- Work required -
Below are the records; work out how many lines among them contain "FnOnce", and write nothing besides that number.
+---+
//! Per-directive dispatch (`spec.md` §4.D). `execute` is the single entry
//! point `Assembler::dispatch_line` calls once a line has been recognised
//! as `.something`; everything else lives behind small private helpers
//! below it, one group per directive family.

use std::sync::Arc;

use asm_diag::DiagCode;
use asm_lexer::Lexer;
use asm_source::{IterVar, MacroDef, RepeatFilter};
use asm_symtab::{RegClass, SectionFlags, Value};

use crate::assembler::{standard_section, Assembler};
use crate::expr_support::{eval_tokens, split_commas_text};

pub fn execute(asm: &mut Assembler, directive: &str, args: &str) {
    let name = directive.to_ascii_lowercase();
    match name.as_str() {
        ".byte" => append_list(asm, args, 1),
        ".half" => append_list(asm, args, 2),
        ".word" => append_list(asm, args, 4),
        ".quad" => append_list(asm, args, 8),
        ".fill" => fill(asm, args),
        ".skip" => skip(asm, args),
        ".align" => align(asm, args),
        ".equ" | ".set" => assign(asm, args, false),
        ".eqv" => assign(asm, args, true),
        ".section" => switch_section(asm, args.trim()),
        ".text" | ".data" | ".rodata" | ".bss" => switch_section(asm, &name),
        ".kernel" => {
            asm.begin_kernel(args.trim());
        }
        ".gpu" => set_gpu(asm, args.trim()),
        ".macro" => capture_macro(asm, args),
        ".endm" => unexpected_close(asm, ".endm"),
        ".if" => capture_if(asm, args),
        ".elseif" | ".else" | ".endif" => unexpected_close(asm, &name),
        ".rept" => capture_rept(asm, args),
        ".irp" => capture_irp(asm, args, false),
        ".irpc" => capture_irp(asm, args, true),
        ".endr" => unexpected_close(asm, ".endr"),
        ".reg" => declare_reg(asm, args),
        ".regvar" | ".usereg" => (),
        ".include" => include_file(asm, args.trim()),
        ".error" => {
            let pos = asm.current_pos();
            asm.emit_diag(DiagCode::Syntax, pos, format!("error: {}", args.trim()));
        }
        ".warning" => {
            let pos = asm.current_pos();
            asm.emit_diag(DiagCode::Syntax, pos, format!("warning: {}", args.trim()));
        }
        ".print" => tracing::info!(target: "asm::print", "{}", args.trim()),
        ".scope" => {
            let scope_name = args.trim();
            let name = if scope_name.is_empty() { None } else { Some(scope_name.to_string()) };
            let id = asm.symtab.push_scope(name.clone());
            if let Some(n) = name {
                asm.scope_names.insert(n, id);
            }
        }
        ".ends" => {
            if asm.symtab.pop_scope().is_err() {
                let pos = asm.current_pos();
                asm.emit_diag(DiagCode::Syntax, pos, "`.ends` with no open `.scope`");
            }
        }
        ".globl" | ".global" => set_linkage(asm, args, true),
        ".local" => set_linkage(asm, args, false),
        other => {
            let pos = asm.current_pos();
            asm.emit_diag(DiagCode::Syntax, pos, format!("unrecognised directive `{other}`"));
        }
    }
}
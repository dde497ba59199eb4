//! Store Module
//!
//! The public face of CursorKV. Every operation is described by a small
//! builder (`set`, `get`, `remove`, `enumerate`) that accumulates a key and
//! options and runs once, inside its own transaction, when its terminal
//! method is called.
//!
//! ```no_run
//! use cursorkv::{Context, Store};
//!
//! # fn main() -> cursorkv::Result<()> {
//! let store = Store::new("test", "/tmp/example.db", 0o600)?;
//! let ctx = Context::background();
//!
//! store.set(&ctx).by_key("%s:name", ["first"]).string("value")?;
//! let value = store.get(&ctx).by_key("%s:name", ["first"]).string()?;
//! assert_eq!(value.as_deref(), Some("value"));
//!
//! store.enumerate(&ctx).by_prefix("%s:", ["first"]).visit(|entry| {
//!     println!("{:?} = {:?}", entry.key, entry.value);
//!     true
//! })?;
//! # Ok(())
//! # }
//! ```

mod enumerate;
mod get;
mod key_spec;
mod remove;
mod set;

pub use enumerate::{EntryIter, EnumerateOp};
pub use get::GetOp;
pub use remove::RemoveOp;
pub use set::SetOp;

use std::path::Path;
use std::sync::Arc;

use crate::config::StoreConfig;
use crate::context::Context;
use crate::engine::Engine;
use crate::error::Result;
use crate::txn::{ReadTxn, WriteTxn};

/// A named, file-backed ordered key-value store
///
/// Cloning is cheap; clones share one engine and may be used from many
/// threads at once.
#[derive(Clone)]
pub struct Store {
    engine: Arc<Engine>,
}

impl Store {
    /// Open or create the store file at `path`
    ///
    /// `mode` holds the permission bits used if the file has to be created.
    pub fn new(name: impl Into<String>, path: impl AsRef<Path>, mode: u32) -> Result<Self> {
        let config = StoreConfig::builder()
            .name(name)
            .path(path.as_ref())
            .mode(mode)
            .build();
        Self::open(config)
    }

    /// Open or create a store from a full configuration
    pub fn open(config: StoreConfig) -> Result<Self> {
        Ok(Self {
            engine: Arc::new(Engine::open(config)?),
        })
    }

    // =========================================================================
    // Operations
    // =========================================================================

    /// Describe a single-key write
    pub fn set(&self, ctx: &Context) -> SetOp<'_> {
        SetOp::new(self, ctx.clone())
    }

    /// Describe a single-key read
    pub fn get(&self, ctx: &Context) -> GetOp<'_> {
        GetOp::new(self, ctx.clone())
    }

    /// Describe a single-key delete
    pub fn remove(&self, ctx: &Context) -> RemoveOp<'_> {
        RemoveOp::new(self, ctx.clone())
    }

    /// Describe an ordered scan
    pub fn enumerate(&self, ctx: &Context) -> EnumerateOp<'_> {
        EnumerateOp::new(self, ctx.clone())
    }

    /// Run `f` against one consistent read-only view
    pub fn view<T, F>(&self, ctx: &Context, f: F) -> Result<T>
    where
        F: FnOnce(&ReadTxn) -> Result<T>,
    {
        let txn = self.engine.begin_read(ctx)?;
        f(&txn)
    }

    /// Run `f` in a write transaction: committed if `f` returns `Ok`,
    /// rolled back otherwise
    pub fn update<T, F>(&self, ctx: &Context, f: F) -> Result<T>
    where
        F: FnOnce(&mut WriteTxn<'_>) -> Result<T>,
    {
        let mut txn = self.engine.begin_write(ctx)?;
        match f(&mut txn) {
            Ok(value) => {
                txn.commit()?;
                Ok(value)
            }
            Err(e) => {
                txn.rollback();
                Err(e)
            }
        }
    }

    // =========================================================================
    // Lifecycle
    // =========================================================================

    /// Rewrite the backing file so it holds only live entries
    pub fn compact(&self, ctx: &Context) -> Result<()> {
        self.engine.compact(ctx)
    }

    /// Release the backing file without deleting it
    pub fn close(&self) -> Result<()> {
        self.engine.close()
    }

    /// Close the store and delete its backing file
    ///
    /// Callers must quiesce other users of the store first. Calling it a
    /// second time fails with `StoreError::Closed`.
    pub fn destroy(&self) -> Result<()> {
        self.engine.destroy()
    }

    // =========================================================================
    // Accessors
    // =========================================================================

    pub fn name(&self) -> &str {
        self.engine.name()
    }

    pub fn path(&self) -> &Path {
        self.engine.path()
    }

    /// Number of stored entries
    pub fn len(&self, ctx: &Context) -> Result<usize> {
        Ok(self.engine.begin_read(ctx)?.len())
    }

    pub fn is_empty(&self, ctx: &Context) -> Result<bool> {
        Ok(self.len(ctx)? == 0)
    }

    /// Sequence number of the latest commit
    pub fn last_seq(&self) -> u64 {
        self.engine.last_seq()
    }

    pub fn engine(&self) -> &Engine {
        &self.engine
    }
}

impl std::fmt::Debug for Store {
    fn fmt(&self, f: &mut std::fmt::Formatter<'_>) -> std::fmt::Result {
        f.debug_struct("Store")
            .field("name", &self.name())
            .field("path", &self.path())
            .finish()
    }
}
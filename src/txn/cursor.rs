//! Ordered cursor over a snapshot

use std::ops::Bound;

use bytes::Bytes;

use crate::snapshot::{Entry, Snapshot};

#[derive(Debug, Clone)]
enum Position {
    Unpositioned,
    At(Bytes),
    Exhausted,
}

/// A traversal position within one snapshot
///
/// Every move is a fresh ordered lookup relative to the last key returned,
/// so the cursor owns no borrow of the map and can be carried by iterators.
#[derive(Debug, Clone)]
pub struct Cursor {
    snapshot: Snapshot,
    position: Position,
}

impl Cursor {
    pub(crate) fn new(snapshot: Snapshot) -> Self {
        Self {
            snapshot,
            position: Position::Unpositioned,
        }
    }

    /// Move to the smallest key
    pub fn first(&mut self) -> Option<Entry> {
        self.land(self.snapshot.first_from(Bound::Unbounded))
    }

    /// Move to the first key >= `target`
    pub fn seek(&mut self, target: &[u8]) -> Option<Entry> {
        self.land(self.snapshot.first_from(Bound::Included(target)))
    }

    /// Move past the current key
    ///
    /// On an unpositioned cursor this is `first`.
    pub fn next_entry(&mut self) -> Option<Entry> {
        let found = match &self.position {
            Position::Unpositioned => self.snapshot.first_from(Bound::Unbounded),
            Position::At(key) => self.snapshot.first_from(Bound::Excluded(key.as_ref())),
            Position::Exhausted => None,
        };
        self.land(found)
    }

    /// Key the cursor currently rests on
    pub fn key(&self) -> Option<&[u8]> {
        match &self.position {
            Position::At(key) => Some(key.as_ref()),
            _ => None,
        }
    }

    fn land(&mut self, found: Option<Entry>) -> Option<Entry> {
        self.position = match &found {
            Some(entry) => Position::At(entry.key.clone()),
            None => Position::Exhausted,
        };
        found
    }
}
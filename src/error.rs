//! Error types for CursorKV
//!
//! Provides a unified error type for all operations. A missing key is not an
//! error: point reads return `Ok(None)`.

use thiserror::Error;

/// Result type alias using StoreError
pub type Result<T> = std::result::Result<T, StoreError>;

/// Unified error type for CursorKV operations
#[derive(Debug, Error)]
pub enum StoreError {
    // -------------------------------------------------------------------------
    // Configuration Errors
    // -------------------------------------------------------------------------
    #[error("Configuration error: {0}")]
    Config(String),

    #[error("Malformed key template: {0}")]
    Template(String),

    // -------------------------------------------------------------------------
    // Engine Errors
    // -------------------------------------------------------------------------
    #[error("IO error: {0}")]
    Io(#[from] std::io::Error),

    #[error("Store corruption detected: {0}")]
    Corruption(String),

    #[error("Incompatible store file: {0}")]
    Incompatible(String),

    #[error("Serialization error: {0}")]
    Serialization(String),

    #[error("Store is closed")]
    Closed,

    #[error("Store file is locked by another handle: {0}")]
    Locked(String),

    #[error("Commit log unusable after a failed write: {0}")]
    Poisoned(String),

    // -------------------------------------------------------------------------
    // Cancellation Errors
    // -------------------------------------------------------------------------
    #[error("Operation cancelled")]
    Cancelled,

    #[error("Operation deadline exceeded")]
    DeadlineExceeded,

    // -------------------------------------------------------------------------
    // Conversion Errors
    // -------------------------------------------------------------------------
    #[error("Cannot convert stored value to {target}: {reason}")]
    Conversion { target: &'static str, reason: String },
}

impl StoreError {
    /// True for `Cancelled` and `DeadlineExceeded`
    pub fn is_cancellation(&self) -> bool {
        matches!(self, StoreError::Cancelled | StoreError::DeadlineExceeded)
    }

    /// True when a typed accessor could not interpret the stored bytes
    pub fn is_conversion(&self) -> bool {
        matches!(self, StoreError::Conversion { .. })
    }

    pub(crate) fn conversion(target: &'static str, reason: impl ToString) -> Self {
        StoreError::Conversion {
            target,
            reason: reason.to_string(),
        }
    }
}

impl From<bincode::Error> for StoreError {
    fn from(e: bincode::Error) -> Self {
        StoreError::Serialization(e.to_string())
    }
}
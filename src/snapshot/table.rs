//! Snapshot implementation
//!
//! Copy-on-write BTreeMap shared between readers.

use std::collections::BTreeMap;
use std::ops::Bound;
use std::sync::Arc;

use bytes::Bytes;

use crate::log::{LogRecord, Operation};

use super::Entry;

/// One committed version of the store
#[derive(Debug, Clone, Default)]
pub struct Snapshot {
    data: Arc<BTreeMap<Bytes, Bytes>>,
    seq: u64,
}

impl Snapshot {
    /// Create a new empty snapshot
    pub fn new() -> Self {
        Self::default()
    }

    /// Sequence number of the commit this snapshot reflects
    pub fn seq(&self) -> u64 {
        self.seq
    }

    pub fn len(&self) -> usize {
        self.data.len()
    }

    pub fn is_empty(&self) -> bool {
        self.data.is_empty()
    }

    pub fn get(&self, key: &[u8]) -> Option<Bytes> {
        self.data.get(key).cloned()
    }

    /// First entry at or after `start`
    pub fn first_from(&self, start: Bound<&[u8]>) -> Option<Entry> {
        self.data
            .range::<[u8], _>((start, Bound::Unbounded))
            .next()
            .map(|(k, v)| Entry::new(k.clone(), v.clone()))
    }

    /// Number of keys in `[start, end)`-style bounds
    pub fn count_range(&self, start: Bound<&[u8]>, end: Bound<&[u8]>) -> usize {
        if is_empty_range(start, end) {
            return 0;
        }
        self.data.range::<[u8], _>((start, end)).count()
    }

    /// All entries in key order
    pub fn iter(&self) -> impl Iterator<Item = (&Bytes, &Bytes)> {
        self.data.iter()
    }

    /// Apply a committed record, producing the next version
    pub(crate) fn apply(&mut self, record: LogRecord) {
        let data = Arc::make_mut(&mut self.data);
        for op in record.ops {
            match op {
                Operation::Put { key, value } => {
                    data.insert(Bytes::from(key), Bytes::from(value));
                }
                Operation::Delete { key } => {
                    data.remove(key.as_slice());
                }
            }
        }
        self.seq = record.seq;
    }
}

/// `BTreeMap::range` panics on inverted bounds; those ranges are just empty
fn is_empty_range(start: Bound<&[u8]>, end: Bound<&[u8]>) -> bool {
    match (start, end) {
        (Bound::Included(s), Bound::Included(e)) => s > e,
        (Bound::Included(s), Bound::Excluded(e))
        | (Bound::Excluded(s), Bound::Included(e))
        | (Bound::Excluded(s), Bound::Excluded(e)) => s >= e,
        _ => false,
    }
}

#[cfg(test)]
mod tests {
    use super::*;

    fn put(key: &[u8], value: &[u8]) -> Operation {
        Operation::Put {
            key: key.to_vec(),
            value: value.to_vec(),
        }
    }

    #[test]
    fn readers_keep_their_version() {
        let mut current = Snapshot::new();
        current.apply(LogRecord::new(1, vec![put(b"a", b"1")]));

        let reader = current.clone();
        current.apply(LogRecord::new(
            2,
            vec![put(b"b", b"2"), Operation::Delete { key: b"a".to_vec() }],
        ));

        assert_eq!(reader.seq(), 1);
        assert_eq!(reader.get(b"a"), Some(Bytes::from_static(b"1")));
        assert_eq!(reader.get(b"b"), None);

        assert_eq!(current.seq(), 2);
        assert_eq!(current.get(b"a"), None);
        assert_eq!(current.len(), 1);
    }

    #[test]
    fn first_from_respects_bounds() {
        let mut snap = Snapshot::new();
        snap.apply(LogRecord::new(1, vec![put(b"a", b"1"), put(b"c", b"3")]));

        let e = snap.first_from(Bound::Included(&b"b"[..])).unwrap();
        assert_eq!(e.key, Bytes::from_static(b"c"));
        let e = snap.first_from(Bound::Excluded(&b"a"[..])).unwrap();
        assert_eq!(e.key, Bytes::from_static(b"c"));
        assert!(snap.first_from(Bound::Excluded(&b"c"[..])).is_none());
    }

    #[test]
    fn inverted_range_counts_zero() {
        let mut snap = Snapshot::new();
        snap.apply(LogRecord::new(1, vec![put(b"a", b"1")]));
        assert_eq!(snap.count_range(Bound::Included(&b"z"[..]), Bound::Excluded(&b"b"[..])), 0);
        assert_eq!(snap.count_range(Bound::Included(&b"a"[..]), Bound::Excluded(&b"a"[..])), 0);
        assert_eq!(snap.count_range(Bound::Included(&b"a"[..]), Bound::Unbounded), 1);
    }
}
+---+
- Written answer -
2